■ Problem description
Would you repeat all the lines below, exactly as they stand?

■ Information provided
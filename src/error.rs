//! Extension Errors
//!
//! Failures at the browser boundary. The engine's own errors live in
//! `board_engine::error`; these wrap them when they cross a message channel.

use board_engine::FetchError;
use thiserror::Error;

#[derive(Debug, Error)]
pub enum ExtensionError {
    #[error("browser API call failed: {0}")]
    Browser(String),

    #[error("board container not found: {0}")]
    MissingBoard(&'static str),

    #[error("could not convert value: {0}")]
    Serde(String),

    #[error(transparent)]
    Fetch(#[from] FetchError),
}

impl From<serde_json::Error> for ExtensionError {
    fn from(e: serde_json::Error) -> Self {
        ExtensionError::Serde(e.to_string())
    }
}

#[cfg(target_arch = "wasm32")]
impl From<wasm_bindgen::JsValue> for ExtensionError {
    fn from(value: wasm_bindgen::JsValue) -> Self {
        let text = value
            .as_string()
            .or_else(|| js_sys::JSON::stringify(&value).ok().and_then(|s| s.as_string()))
            .unwrap_or_else(|| "unknown JavaScript error".to_string());
        ExtensionError::Browser(text)
    }
}

#[cfg(target_arch = "wasm32")]
impl From<serde_wasm_bindgen::Error> for ExtensionError {
    fn from(e: serde_wasm_bindgen::Error) -> Self {
        ExtensionError::Serde(e.to_string())
    }
}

■ Result
filename src/error.rs
//! Extension Errors
//!
//! Failures at the browser boundary. The engine's own errors live in
//! `board_engine::error`; these wrap them when they cross a message channel.

use board_engine::FetchError;
use thiserror::Error;

#[derive(Debug, Error)]
pub enum ExtensionError {
    #[error("browser API call failed: {0}")]
    Browser(String),

    #[error("board container not found: {0}")]
    MissingBoard(&'static str),

    #[error("could not convert value: {0}")]
    Serde(String),

    #[error(transparent)]
    Fetch(#[from] FetchError),
}

impl From<serde_json::Error> for ExtensionError {
    fn from(e: serde_json::Error) -> Self {
        ExtensionError::Serde(e.to_string())
    }
}

#[cfg(target_arch = "wasm32")]
impl From<wasm_bindgen::JsValue> for ExtensionError {
    fn from(value: wasm_bindgen::JsValue) -> Self {
        let text = value
            .as_string()
            .or_else(|| js_sys::JSON::stringify(&value).ok().and_then(|s| s.as_string()))
            .unwrap_or_else(|| "unknown JavaScript error".to_string());
        ExtensionError::Browser(text)
    }
}

#[cfg(target_arch = "wasm32")]
impl From<serde_wasm_bindgen::Error> for ExtensionError {
    fn from(e: serde_wasm_bindgen::Error) -> Self {
        ExtensionError::Serde(e.to_string())
    }
}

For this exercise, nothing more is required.